[Instructions for the task]
A single count is required: the lines of the data below in which the word "ToolResult" occurs.

[Entries provided]
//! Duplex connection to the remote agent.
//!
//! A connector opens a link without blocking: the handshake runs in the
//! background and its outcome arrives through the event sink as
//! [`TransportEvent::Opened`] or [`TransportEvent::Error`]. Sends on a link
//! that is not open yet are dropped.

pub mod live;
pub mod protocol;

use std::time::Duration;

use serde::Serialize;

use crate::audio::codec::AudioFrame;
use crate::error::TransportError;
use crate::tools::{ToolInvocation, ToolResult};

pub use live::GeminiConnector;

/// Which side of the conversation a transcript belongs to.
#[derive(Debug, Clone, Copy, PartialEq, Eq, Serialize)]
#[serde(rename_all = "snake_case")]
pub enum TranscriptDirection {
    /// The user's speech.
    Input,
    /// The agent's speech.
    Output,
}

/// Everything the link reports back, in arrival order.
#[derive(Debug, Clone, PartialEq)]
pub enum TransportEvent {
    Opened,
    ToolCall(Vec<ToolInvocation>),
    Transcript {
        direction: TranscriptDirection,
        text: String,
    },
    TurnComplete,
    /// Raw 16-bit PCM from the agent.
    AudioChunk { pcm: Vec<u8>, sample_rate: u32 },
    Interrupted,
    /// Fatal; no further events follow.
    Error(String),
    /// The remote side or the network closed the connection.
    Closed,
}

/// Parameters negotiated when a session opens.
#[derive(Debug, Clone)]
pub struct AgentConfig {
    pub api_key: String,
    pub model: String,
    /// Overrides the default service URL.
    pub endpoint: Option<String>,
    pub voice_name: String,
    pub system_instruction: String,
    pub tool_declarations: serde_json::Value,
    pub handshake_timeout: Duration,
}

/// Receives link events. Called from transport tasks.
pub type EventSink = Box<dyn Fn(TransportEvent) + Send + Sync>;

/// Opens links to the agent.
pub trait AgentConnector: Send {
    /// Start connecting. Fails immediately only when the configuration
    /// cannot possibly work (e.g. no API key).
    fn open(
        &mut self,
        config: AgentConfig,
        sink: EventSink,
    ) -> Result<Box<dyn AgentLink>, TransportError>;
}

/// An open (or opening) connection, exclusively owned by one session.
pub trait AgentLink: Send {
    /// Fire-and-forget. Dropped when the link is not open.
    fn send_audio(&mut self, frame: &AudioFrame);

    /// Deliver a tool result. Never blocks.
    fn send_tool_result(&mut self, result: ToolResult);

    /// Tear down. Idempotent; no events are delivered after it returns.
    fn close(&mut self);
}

--

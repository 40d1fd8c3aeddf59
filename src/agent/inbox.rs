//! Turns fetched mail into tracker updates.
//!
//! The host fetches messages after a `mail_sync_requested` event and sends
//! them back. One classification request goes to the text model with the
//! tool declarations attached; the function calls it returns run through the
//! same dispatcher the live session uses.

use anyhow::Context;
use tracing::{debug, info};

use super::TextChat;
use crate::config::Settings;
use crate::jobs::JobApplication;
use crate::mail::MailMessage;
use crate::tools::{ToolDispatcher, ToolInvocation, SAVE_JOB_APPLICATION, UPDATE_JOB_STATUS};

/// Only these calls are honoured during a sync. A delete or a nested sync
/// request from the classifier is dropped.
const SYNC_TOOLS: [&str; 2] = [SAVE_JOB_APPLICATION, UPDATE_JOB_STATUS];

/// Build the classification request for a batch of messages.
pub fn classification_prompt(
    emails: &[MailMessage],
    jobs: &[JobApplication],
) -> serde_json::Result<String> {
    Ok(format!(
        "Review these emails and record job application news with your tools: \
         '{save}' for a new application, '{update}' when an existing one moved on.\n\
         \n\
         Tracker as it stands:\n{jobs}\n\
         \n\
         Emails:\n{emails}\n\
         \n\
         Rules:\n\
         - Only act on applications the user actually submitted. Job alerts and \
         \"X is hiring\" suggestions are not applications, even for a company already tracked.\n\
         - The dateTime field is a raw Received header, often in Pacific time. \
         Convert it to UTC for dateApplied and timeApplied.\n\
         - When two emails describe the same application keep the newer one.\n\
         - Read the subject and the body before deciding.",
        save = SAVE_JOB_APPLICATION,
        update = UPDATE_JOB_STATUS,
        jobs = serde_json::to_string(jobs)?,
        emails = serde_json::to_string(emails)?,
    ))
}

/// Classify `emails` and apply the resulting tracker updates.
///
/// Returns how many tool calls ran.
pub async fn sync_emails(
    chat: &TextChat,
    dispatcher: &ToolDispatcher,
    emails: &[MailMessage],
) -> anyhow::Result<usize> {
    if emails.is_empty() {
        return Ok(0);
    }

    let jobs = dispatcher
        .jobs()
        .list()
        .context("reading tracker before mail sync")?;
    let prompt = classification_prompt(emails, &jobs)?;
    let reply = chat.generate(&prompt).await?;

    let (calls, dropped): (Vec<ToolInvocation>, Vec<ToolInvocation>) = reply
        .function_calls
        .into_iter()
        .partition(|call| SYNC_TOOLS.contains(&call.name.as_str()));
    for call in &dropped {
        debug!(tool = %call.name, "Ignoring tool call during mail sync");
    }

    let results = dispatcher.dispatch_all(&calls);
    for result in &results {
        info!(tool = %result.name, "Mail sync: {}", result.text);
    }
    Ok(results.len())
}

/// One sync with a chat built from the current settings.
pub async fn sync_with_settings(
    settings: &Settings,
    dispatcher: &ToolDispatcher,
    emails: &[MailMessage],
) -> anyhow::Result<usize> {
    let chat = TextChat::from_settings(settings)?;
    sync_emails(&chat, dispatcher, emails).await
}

[Written solution]
2